Grout trowels are not notched, ever.



gunner666 said:


> Mix up hot mud aka setting type mud aka the powder you mix water with instead of the premixed


Setting compound is not AKA powder mix. Drying compound comes premixed or as a powder. It's only setting compound if it says setting compound on it.



gunner666 said:


> Next, coat the whole wall with the notched trowel trying to keep the same angle of the trowel i.e the blade of the trowel is always as close to 45 degrees to the wall.


It will be almost impossible to maintain the correct angle across the entire project.



gunner666 said:


> Another idea is find something that's hard plastic or metal like 1/4" wide strips that are only 1/8" thick and 8 feet long to go from ceiling to floor. Use a fast-setting but weak adhesive and fix the strips to the wall vertically every few feet. Then just screed the mud on using a 4 foot darby or something using the strips as a guide like how you screed sand for a paver patio base using 1" pvc. When it dries, pull the strips off the wall (might have to dig out a small section of dried mud from around the strips to get behind it to pull off). Then fill in the spaces the strips were using the first coat of dried mud as a guide.
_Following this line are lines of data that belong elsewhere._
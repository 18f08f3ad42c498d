use log::debug;

use crate::{
    Centimeters, Hours, Kilograms, Meters, Sample, Training, WorkoutError, WorkoutKind,
    error::ArgumentError,
};

/// Readings received from a sensor block: a workout code and its positional values.
#[derive(Debug, Clone, Copy, PartialEq)]
pub struct Package<'a> {
    pub code: &'a str,
    pub data: &'a [f64],
}

impl Package<'_> {
    pub fn read(&self) -> Result<Training, WorkoutError> {
        read_package(self.code, self.data)
    }
}

pub const SAMPLE_PACKAGES: [Package<'static>; 3] = [
    Package {
        code: "SWM",
        data: &[720.0, 1.0, 80.0, 25.0, 40.0],
    },
    Package {
        code: "RUN",
        data: &[15000.0, 1.0, 75.0],
    },
    Package {
        code: "WLK",
        data: &[9000.0, 1.0, 75.0, 180.0],
    },
];

/// Build the training selected by `code` from positional sensor values.
///
/// The values are expected in the following order:
///
///  - `RUN`: action count, duration (h), weight (kg)
///  - `WLK`: action count, duration (h), weight (kg), height (cm)
///  - `SWM`: action count, duration (h), weight (kg), pool length (m), pool lengths
///
pub fn read_package(code: &str, data: &[f64]) -> Result<Training, WorkoutError> {
    let result = WorkoutKind::from_code(code).and_then(|kind| build(kind, data));
    match result {
        Ok(ref training) => debug!("read {code} package: {training:?}"),
        Err(ref err) => debug!("failed to read {code} package: {err}"),
    }
    result
}

fn build(kind: WorkoutKind, data: &[f64]) -> Result<Training, WorkoutError> {
    let code = kind.code();
    let invalid = |reason| WorkoutError::invalid(code, reason);

    if data.len() != kind.arity() {
        return Err(invalid(ArgumentError::Count {
            expected: kind.arity(),
            given: data.len(),
        }));
    }

    if let Some((position, &value)) = data.iter().enumerate().find(|(_, v)| !v.is_finite()) {
        return Err(invalid(ArgumentError::OutOfRange {
            position: position + 1,
            value,
        }));
    }

    let sample = Sample::new(
        count(data, 0).map_err(invalid)?,
        Hours::new(data[1])?,
        Kilograms::new(data[2]).map_err(invalid)?,
    );

    Ok(match kind {
        WorkoutKind::Running => Training::Running(sample),
        WorkoutKind::SportsWalking => Training::SportsWalking {
            sample,
            height: Centimeters::new(data[3])?,
        },
        WorkoutKind::Swimming => Training::Swimming {
            sample,
            pool_length: Meters::new(data[3]).map_err(invalid)?,
            pool_lengths_count: count(data, 4).map_err(invalid)?,
        },
    })
}

fn count(data: &[f64], index: usize) -> Result<u32, ArgumentError> {
    let value = data[index];
    let position = index + 1;

    if value.fract() != 0.0 {
        return Err(ArgumentError::NotAnInteger { position, value });
    }

    if !(0.0..=f64::from(u32::MAX)).contains(&value) {
        return Err(ArgumentError::OutOfRange { position, value });
    }

    #[allow(clippy::cast_possible_truncation, clippy::cast_sign_loss)]
    Ok(value as u32)
}
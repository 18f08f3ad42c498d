#![warn(clippy::pedantic)]

use std::{
    io::{self, Write},
    process::ExitCode,
};

use anyhow::Context;
use log::info;

use stride_domain::{self as domain, Package};

fn main() -> ExitCode {
    init_logging();

    match run(&domain::SAMPLE_PACKAGES, &mut io::stdout().lock()) {
        Ok(count) => {
            info!("printed {count} training summaries");
            ExitCode::SUCCESS
        }
        Err(err) => {
            eprintln!("error: {err:#}");
            ExitCode::FAILURE
        }
    }
}

fn init_logging() {
    env_logger::Builder::from_env(env_logger::Env::default().default_filter_or("warn")).init();
}

/// Write one summary line per package, stopping at the first package that cannot be read.
fn run(packages: &[Package<'_>], out: &mut impl Write) -> anyhow::Result<usize> {
    for (index, package) in packages.iter().enumerate() {
        let training = package
            .read()
            .with_context(|| format!("failed to read package #{} ({})", index + 1, package.code))?;
        writeln!(out, "{}", training.record()).context("failed to write training summary")?;
    }
    Ok(packages.len())
}
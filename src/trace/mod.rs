//! Symbolic tracing of model forward passes.

mod tracer;

pub use tracer::{Proxy, SymbolicTracer, Tracer};
//! Cuts a normalized graph into one graph per layer.

use std::collections::{BTreeSet, HashMap};

use super::replicator::GraphReplicator;
use super::rewriter::is_block_name;
use crate::ir::{Graph, NodeId, OpKind};

/// Splits a graph at its block placeholders.
///
/// Each call node belongs to the layer of the latest block it transitively
/// reads; nodes that read no block at all are hoisted into layer 0.
pub struct GraphRearranger<'a> {
    graph: &'a Graph,
}

impl<'a> GraphRearranger<'a> {
    pub fn new(graph: &'a Graph) -> Self {
        Self { graph }
    }

    /// Block placeholders in order of first appearance
    pub fn boundaries(&self) -> Vec<NodeId> {
        self.graph
            .iter()
            .filter(|(_, node)| node.is_placeholder() && is_block_name(node.name()))
            .map(|(id, _)| id)
            .collect()
    }

    /// Layer owning each call node and block placeholder
    fn assign(&self, boundaries: &[NodeId]) -> HashMap<NodeId, usize> {
        let boundary_layer: HashMap<NodeId, usize> =
            boundaries.iter().enumerate().map(|(l, &id)| (id, l)).collect();

        // Latest boundary reached, None when a node depends on none
        let mut depends: HashMap<NodeId, Option<usize>> = HashMap::new();
        let mut owner = HashMap::new();
        for (id, node) in self.graph.iter() {
            match node.op() {
                OpKind::Placeholder => {
                    let layer = boundary_layer.get(&id).copied();
                    if let Some(l) = layer {
                        owner.insert(id, l);
                    }
                    depends.insert(id, layer);
                }
                OpKind::Call { .. } => {
                    let layer = node
                        .inputs()
                        .iter()
                        .filter_map(|input| depends.get(input).copied().flatten())
                        .max();
                    depends.insert(id, layer);
                    owner.insert(id, layer.unwrap_or(0));
                }
                OpKind::Output { .. } => {}
            }
        }
        owner
    }

    pub fn split(&self) -> crate::Result<Vec<Graph>> {
        let boundaries = self.boundaries();
        if boundaries.is_empty() {
            return Err(crate::LayerwiseError::NoLayerBoundaries);
        }

        let position: HashMap<NodeId, usize> = self
            .graph
            .iter()
            .enumerate()
            .map(|(pos, (id, _))| (id, pos))
            .collect();
        let owner = self.assign(&boundaries);
        let is_member = |id: NodeId, layer: usize| {
            owner.get(&id) == Some(&layer)
                && self.graph.get(id).is_some_and(|n| !n.is_placeholder())
        };

        // Readers of each value: layers, plus the graph output as `usize::MAX`
        let mut readers: HashMap<NodeId, BTreeSet<usize>> = HashMap::new();
        for (id, node) in self.graph.iter() {
            let reader = if node.is_output() {
                usize::MAX
            } else {
                match owner.get(&id) {
                    Some(&l) if !node.is_placeholder() => l,
                    _ => continue,
                }
            };
            for input in node.inputs() {
                readers.entry(input).or_default().insert(reader);
            }
        }

        let mut layers = Vec::with_capacity(boundaries.len());
        for layer in 0..boundaries.len() {
            let members: Vec<NodeId> = self
                .graph
                .iter()
                .map(|(id, _)| id)
                .filter(|&id| is_member(id, layer))
                .collect();

            let mut inputs: Vec<NodeId> = members
                .iter()
                .flat_map(|&id| self.graph.get(id).map(|n| n.inputs()).unwrap_or_default())
                .filter(|&input| !is_member(input, layer))
                .collect::<BTreeSet<_>>()
                .into_iter()
                .collect();
            inputs.sort_by_key(|id| position.get(id).copied().unwrap_or(usize::MAX));

            let outputs: Vec<NodeId> = members
                .iter()
                .copied()
                .filter(|id| {
                    readers
                        .get(id)
                        .is_some_and(|r| r.iter().any(|&reader| reader > layer))
                })
                .collect();

            let mut replicator = GraphReplicator::new();
            for &input in &inputs {
                replicator.declare_input(self.graph.node(input)?.name())?;
            }
            for &member in &members {
                replicator.copy_node(self.graph, member)?;
            }
            let output_names = outputs
                .iter()
                .map(|&id| self.graph.node(id).map(|n| n.name().to_string()))
                .collect::<crate::Result<Vec<_>>>()?;
            replicator.finalize_outputs(&output_names)?;

            tracing::trace!(
                "Layer {}: {} nodes, {} inputs, {} outputs",
                layer,
                members.len(),
                inputs.len(),
                outputs.len()
            );
            layers.push(replicator.finish());
        }

        Ok(layers)
    }
}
Sorry, but this is a just plain bad idea. That's WAY too thick for a skim coat, and even if it weren't, it almost guarantees a wavy job. The standard way for doing this is far more accurate and appropriate. I'm not sure what problem it is you ran into with glossier paints (obviously one of the reasons you'd want to skim coat in the first place), but you're better off solving that problem.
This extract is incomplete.